>>
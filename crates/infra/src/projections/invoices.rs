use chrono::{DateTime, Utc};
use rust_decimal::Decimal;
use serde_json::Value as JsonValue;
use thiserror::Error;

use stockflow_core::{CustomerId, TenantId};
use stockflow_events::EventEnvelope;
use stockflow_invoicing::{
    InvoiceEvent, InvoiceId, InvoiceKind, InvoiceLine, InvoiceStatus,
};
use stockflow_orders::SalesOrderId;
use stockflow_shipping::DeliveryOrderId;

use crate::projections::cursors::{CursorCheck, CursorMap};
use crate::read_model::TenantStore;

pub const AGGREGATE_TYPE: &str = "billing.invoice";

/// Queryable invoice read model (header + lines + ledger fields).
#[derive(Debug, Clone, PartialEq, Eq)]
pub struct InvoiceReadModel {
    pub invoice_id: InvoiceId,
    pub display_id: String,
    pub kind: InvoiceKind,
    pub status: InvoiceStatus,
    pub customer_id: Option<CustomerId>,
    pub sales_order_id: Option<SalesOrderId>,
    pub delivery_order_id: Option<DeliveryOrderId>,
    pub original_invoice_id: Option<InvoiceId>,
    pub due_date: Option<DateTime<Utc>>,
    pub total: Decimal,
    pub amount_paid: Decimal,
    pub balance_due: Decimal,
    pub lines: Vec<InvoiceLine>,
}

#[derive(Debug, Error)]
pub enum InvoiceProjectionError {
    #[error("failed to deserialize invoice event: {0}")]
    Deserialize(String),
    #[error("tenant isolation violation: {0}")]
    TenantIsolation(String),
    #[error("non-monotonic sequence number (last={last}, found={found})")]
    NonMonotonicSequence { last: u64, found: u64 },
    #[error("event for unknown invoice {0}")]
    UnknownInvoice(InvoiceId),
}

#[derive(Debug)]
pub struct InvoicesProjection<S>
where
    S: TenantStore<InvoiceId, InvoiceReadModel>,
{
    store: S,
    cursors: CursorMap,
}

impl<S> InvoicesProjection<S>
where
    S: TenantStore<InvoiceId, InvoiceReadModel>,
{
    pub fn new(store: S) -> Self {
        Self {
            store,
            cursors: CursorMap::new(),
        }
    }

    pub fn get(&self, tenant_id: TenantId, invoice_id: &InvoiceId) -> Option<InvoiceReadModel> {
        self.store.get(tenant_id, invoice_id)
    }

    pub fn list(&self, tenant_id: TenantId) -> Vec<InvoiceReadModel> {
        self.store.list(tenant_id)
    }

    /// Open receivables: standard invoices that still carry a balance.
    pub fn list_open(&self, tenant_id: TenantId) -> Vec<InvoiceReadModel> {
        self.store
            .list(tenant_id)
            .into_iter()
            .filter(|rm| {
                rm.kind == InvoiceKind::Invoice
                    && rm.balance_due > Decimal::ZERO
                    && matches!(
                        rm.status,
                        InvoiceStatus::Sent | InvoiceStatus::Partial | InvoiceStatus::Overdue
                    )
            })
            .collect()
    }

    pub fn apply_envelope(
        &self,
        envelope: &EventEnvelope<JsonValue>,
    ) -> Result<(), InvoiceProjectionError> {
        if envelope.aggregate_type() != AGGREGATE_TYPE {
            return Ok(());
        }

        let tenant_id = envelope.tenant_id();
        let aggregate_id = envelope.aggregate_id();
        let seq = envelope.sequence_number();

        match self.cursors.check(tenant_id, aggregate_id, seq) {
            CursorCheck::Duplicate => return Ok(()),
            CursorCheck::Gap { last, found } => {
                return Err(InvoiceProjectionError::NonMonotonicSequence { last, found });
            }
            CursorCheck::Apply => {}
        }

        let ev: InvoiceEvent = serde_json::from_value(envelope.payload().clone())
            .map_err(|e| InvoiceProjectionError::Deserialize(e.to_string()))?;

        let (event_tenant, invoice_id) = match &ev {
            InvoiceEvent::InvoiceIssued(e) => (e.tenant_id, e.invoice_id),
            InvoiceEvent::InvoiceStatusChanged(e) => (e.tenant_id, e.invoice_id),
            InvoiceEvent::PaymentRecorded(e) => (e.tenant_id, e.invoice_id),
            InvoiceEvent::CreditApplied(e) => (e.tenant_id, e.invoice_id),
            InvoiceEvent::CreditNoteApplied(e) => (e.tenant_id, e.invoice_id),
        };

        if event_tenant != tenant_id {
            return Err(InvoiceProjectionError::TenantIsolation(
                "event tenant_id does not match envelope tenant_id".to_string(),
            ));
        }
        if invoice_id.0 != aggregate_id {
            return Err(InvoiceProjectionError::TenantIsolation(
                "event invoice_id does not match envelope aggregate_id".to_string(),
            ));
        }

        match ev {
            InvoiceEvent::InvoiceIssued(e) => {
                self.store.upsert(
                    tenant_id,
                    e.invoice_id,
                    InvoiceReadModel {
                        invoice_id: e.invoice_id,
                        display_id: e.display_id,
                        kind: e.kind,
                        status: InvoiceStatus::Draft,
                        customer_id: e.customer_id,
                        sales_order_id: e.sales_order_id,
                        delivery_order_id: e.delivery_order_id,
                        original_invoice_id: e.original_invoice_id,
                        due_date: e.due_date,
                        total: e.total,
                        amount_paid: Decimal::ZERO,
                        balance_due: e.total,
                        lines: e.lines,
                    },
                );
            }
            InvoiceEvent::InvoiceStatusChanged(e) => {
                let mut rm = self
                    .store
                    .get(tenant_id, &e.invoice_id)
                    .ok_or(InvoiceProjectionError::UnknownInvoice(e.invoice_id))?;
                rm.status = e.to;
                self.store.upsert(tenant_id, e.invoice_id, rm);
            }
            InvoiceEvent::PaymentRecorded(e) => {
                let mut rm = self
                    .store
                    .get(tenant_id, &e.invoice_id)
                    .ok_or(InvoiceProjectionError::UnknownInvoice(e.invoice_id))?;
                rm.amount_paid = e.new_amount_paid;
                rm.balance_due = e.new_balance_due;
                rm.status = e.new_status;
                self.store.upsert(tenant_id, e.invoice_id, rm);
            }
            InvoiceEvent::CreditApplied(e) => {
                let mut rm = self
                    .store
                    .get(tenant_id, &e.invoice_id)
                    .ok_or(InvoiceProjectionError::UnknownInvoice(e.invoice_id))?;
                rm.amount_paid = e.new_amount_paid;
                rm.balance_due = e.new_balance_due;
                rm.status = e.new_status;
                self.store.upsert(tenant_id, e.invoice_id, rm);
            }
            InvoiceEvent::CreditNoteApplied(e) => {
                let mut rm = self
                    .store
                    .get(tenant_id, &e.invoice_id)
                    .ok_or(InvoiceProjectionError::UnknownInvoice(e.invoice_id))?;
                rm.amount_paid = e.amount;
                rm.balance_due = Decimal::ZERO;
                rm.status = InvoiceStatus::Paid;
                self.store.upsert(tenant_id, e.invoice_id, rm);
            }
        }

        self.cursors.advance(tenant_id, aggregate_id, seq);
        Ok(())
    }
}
<<
>>
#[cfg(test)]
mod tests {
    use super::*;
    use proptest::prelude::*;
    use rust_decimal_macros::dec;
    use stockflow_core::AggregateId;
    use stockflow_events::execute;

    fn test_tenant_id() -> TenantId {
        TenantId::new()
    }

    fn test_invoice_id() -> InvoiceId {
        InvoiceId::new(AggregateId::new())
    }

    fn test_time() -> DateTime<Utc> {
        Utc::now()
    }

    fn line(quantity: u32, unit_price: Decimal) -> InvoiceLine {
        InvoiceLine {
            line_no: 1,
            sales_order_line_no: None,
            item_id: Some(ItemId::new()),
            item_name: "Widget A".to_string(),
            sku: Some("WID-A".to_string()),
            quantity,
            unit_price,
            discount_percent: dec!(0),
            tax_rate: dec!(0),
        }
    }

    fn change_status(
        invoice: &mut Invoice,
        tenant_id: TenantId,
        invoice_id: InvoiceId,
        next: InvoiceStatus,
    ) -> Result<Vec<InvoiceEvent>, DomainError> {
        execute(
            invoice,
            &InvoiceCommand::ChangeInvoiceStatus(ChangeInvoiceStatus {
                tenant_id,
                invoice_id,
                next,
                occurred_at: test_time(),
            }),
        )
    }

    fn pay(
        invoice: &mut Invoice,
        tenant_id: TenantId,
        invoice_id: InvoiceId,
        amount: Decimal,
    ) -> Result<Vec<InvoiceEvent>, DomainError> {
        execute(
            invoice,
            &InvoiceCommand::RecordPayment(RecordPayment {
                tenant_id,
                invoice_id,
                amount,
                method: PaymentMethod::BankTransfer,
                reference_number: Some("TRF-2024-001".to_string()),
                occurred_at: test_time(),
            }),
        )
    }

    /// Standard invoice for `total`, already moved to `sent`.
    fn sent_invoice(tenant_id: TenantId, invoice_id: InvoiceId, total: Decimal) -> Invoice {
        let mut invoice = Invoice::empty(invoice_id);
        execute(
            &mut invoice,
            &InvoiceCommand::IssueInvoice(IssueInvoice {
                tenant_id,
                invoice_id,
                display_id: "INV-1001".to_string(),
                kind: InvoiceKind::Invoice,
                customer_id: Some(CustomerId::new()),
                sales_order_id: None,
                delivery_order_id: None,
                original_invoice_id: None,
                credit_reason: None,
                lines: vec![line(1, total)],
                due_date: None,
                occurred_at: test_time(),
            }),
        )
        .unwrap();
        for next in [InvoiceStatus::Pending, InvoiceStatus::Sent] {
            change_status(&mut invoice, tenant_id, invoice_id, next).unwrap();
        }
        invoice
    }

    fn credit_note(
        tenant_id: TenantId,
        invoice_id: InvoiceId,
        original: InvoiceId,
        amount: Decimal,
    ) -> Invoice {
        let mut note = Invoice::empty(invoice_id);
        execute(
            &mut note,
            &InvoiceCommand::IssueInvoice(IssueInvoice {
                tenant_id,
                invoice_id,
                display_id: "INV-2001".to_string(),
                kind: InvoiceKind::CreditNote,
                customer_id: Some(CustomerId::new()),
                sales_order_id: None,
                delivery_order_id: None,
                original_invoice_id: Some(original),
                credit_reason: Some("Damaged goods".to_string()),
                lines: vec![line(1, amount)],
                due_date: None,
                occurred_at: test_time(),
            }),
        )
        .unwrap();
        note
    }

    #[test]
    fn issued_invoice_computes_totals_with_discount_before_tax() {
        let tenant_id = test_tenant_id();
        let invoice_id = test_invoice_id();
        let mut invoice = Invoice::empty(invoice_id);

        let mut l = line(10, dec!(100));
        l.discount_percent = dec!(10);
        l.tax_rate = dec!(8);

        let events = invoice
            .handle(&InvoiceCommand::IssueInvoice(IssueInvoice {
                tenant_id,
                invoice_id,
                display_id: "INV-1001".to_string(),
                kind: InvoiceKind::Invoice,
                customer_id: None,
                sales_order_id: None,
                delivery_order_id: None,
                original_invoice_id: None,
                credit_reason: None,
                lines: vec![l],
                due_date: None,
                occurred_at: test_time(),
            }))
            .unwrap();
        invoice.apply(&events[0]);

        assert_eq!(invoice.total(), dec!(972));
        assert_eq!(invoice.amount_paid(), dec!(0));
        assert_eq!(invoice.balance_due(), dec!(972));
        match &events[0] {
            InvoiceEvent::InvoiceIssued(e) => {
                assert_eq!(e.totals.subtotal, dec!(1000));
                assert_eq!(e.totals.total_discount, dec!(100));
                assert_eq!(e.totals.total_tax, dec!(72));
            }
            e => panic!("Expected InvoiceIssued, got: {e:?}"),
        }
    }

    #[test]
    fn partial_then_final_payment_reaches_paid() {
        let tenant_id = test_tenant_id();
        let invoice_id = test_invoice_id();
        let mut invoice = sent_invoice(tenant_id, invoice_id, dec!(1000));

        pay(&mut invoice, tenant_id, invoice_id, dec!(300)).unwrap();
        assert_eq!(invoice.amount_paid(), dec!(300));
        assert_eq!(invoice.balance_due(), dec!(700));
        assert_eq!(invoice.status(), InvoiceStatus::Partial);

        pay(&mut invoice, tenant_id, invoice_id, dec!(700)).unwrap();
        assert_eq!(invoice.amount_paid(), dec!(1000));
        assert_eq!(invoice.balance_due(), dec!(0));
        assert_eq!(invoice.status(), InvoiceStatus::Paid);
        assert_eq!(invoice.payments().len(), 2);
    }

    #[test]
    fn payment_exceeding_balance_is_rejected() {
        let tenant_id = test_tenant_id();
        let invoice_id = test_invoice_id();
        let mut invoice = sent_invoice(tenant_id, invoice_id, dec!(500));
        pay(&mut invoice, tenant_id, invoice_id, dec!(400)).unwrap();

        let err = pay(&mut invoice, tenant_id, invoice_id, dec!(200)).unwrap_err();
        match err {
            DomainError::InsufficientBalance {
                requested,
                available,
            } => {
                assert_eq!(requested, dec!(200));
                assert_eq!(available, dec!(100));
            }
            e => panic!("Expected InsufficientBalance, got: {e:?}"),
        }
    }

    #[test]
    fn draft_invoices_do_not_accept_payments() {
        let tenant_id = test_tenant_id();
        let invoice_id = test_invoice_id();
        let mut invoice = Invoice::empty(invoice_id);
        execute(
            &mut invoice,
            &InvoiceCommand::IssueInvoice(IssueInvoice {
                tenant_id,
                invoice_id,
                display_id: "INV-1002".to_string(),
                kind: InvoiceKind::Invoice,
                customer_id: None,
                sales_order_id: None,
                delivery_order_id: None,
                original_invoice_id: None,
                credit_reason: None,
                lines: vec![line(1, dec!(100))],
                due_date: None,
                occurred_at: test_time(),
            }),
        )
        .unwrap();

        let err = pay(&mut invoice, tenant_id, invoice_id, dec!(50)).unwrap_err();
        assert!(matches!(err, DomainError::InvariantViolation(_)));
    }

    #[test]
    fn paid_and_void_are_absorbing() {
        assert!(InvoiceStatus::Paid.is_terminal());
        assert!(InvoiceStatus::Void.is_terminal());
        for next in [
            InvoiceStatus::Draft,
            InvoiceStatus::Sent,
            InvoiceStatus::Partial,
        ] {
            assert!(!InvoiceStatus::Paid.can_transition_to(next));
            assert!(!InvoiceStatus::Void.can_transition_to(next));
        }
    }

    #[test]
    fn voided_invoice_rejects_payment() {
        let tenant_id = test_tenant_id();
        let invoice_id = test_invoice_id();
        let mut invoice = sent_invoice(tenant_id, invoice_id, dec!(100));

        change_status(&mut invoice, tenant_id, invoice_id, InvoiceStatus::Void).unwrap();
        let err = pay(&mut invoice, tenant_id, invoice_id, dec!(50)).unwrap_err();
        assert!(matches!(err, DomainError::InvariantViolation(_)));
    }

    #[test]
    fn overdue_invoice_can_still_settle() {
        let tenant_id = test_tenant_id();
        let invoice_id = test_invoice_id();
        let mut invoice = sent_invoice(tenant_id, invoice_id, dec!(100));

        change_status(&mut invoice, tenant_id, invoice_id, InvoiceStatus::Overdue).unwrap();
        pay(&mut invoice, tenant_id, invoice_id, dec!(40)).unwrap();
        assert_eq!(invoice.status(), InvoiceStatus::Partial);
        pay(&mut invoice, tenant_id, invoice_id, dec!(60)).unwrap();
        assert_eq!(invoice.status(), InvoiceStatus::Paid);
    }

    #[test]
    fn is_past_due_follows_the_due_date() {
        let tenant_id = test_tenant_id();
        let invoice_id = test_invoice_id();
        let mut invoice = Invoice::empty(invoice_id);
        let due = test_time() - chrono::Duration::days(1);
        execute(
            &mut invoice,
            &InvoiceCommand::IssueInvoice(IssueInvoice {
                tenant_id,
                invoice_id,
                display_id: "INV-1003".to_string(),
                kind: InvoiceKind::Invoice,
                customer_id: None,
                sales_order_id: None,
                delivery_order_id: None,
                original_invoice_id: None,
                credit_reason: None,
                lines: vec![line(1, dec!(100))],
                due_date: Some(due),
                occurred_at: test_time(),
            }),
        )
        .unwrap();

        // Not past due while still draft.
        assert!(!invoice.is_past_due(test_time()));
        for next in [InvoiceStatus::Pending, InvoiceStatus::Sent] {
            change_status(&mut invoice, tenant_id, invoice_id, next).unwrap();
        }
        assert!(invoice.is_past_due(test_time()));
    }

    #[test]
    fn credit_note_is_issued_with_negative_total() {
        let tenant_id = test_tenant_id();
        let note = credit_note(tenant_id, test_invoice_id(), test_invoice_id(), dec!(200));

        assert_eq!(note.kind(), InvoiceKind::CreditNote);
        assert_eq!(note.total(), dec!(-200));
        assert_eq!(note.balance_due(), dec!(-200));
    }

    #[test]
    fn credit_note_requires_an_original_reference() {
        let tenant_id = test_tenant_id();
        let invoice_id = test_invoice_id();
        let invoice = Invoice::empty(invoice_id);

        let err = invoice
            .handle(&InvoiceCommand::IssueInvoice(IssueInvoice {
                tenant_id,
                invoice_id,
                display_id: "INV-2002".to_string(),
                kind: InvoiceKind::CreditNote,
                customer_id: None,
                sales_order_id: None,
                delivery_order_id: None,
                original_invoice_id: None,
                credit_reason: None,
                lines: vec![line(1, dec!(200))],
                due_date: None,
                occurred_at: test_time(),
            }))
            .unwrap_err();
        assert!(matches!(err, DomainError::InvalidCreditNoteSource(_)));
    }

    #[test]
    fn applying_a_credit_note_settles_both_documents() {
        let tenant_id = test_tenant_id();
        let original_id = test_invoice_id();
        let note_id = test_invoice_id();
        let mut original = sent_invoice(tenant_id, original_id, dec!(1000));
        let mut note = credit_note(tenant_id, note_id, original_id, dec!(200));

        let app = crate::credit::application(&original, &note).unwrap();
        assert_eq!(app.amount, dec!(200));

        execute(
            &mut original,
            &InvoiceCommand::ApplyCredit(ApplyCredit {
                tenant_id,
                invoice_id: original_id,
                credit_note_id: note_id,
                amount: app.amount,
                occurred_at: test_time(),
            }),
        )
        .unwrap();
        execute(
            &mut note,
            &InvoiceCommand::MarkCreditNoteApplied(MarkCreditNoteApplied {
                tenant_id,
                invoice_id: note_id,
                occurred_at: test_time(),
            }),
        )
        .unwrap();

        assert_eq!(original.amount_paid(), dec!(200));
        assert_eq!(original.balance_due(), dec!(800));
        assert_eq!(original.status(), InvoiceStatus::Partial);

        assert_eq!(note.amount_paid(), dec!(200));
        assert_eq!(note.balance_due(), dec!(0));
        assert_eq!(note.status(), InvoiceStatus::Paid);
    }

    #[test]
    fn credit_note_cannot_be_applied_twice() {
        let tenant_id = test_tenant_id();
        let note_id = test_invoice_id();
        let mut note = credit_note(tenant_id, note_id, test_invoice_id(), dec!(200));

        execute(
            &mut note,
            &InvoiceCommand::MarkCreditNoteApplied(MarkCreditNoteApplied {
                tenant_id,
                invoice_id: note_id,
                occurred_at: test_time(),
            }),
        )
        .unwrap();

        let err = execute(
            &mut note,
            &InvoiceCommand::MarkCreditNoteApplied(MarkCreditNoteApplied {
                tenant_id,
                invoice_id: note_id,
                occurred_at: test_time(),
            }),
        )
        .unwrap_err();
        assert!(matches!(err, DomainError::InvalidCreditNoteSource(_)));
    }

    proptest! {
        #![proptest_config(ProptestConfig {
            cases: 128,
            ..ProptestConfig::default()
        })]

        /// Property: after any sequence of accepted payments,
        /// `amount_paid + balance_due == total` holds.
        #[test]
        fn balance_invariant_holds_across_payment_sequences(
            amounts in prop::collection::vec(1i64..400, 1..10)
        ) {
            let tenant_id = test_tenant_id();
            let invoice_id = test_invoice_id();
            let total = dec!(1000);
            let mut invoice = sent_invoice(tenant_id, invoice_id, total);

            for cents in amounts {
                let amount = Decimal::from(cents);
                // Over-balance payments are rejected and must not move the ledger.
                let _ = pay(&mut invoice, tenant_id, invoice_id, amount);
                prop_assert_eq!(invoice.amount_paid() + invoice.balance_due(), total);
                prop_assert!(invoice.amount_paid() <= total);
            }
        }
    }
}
<<
What is required :: The task calls for every line of the material that contains the string "InsufficientBalance".

Answer ::
            DomainError::InsufficientBalance {
            e => panic!("Expected InsufficientBalance, got: {e:?}"),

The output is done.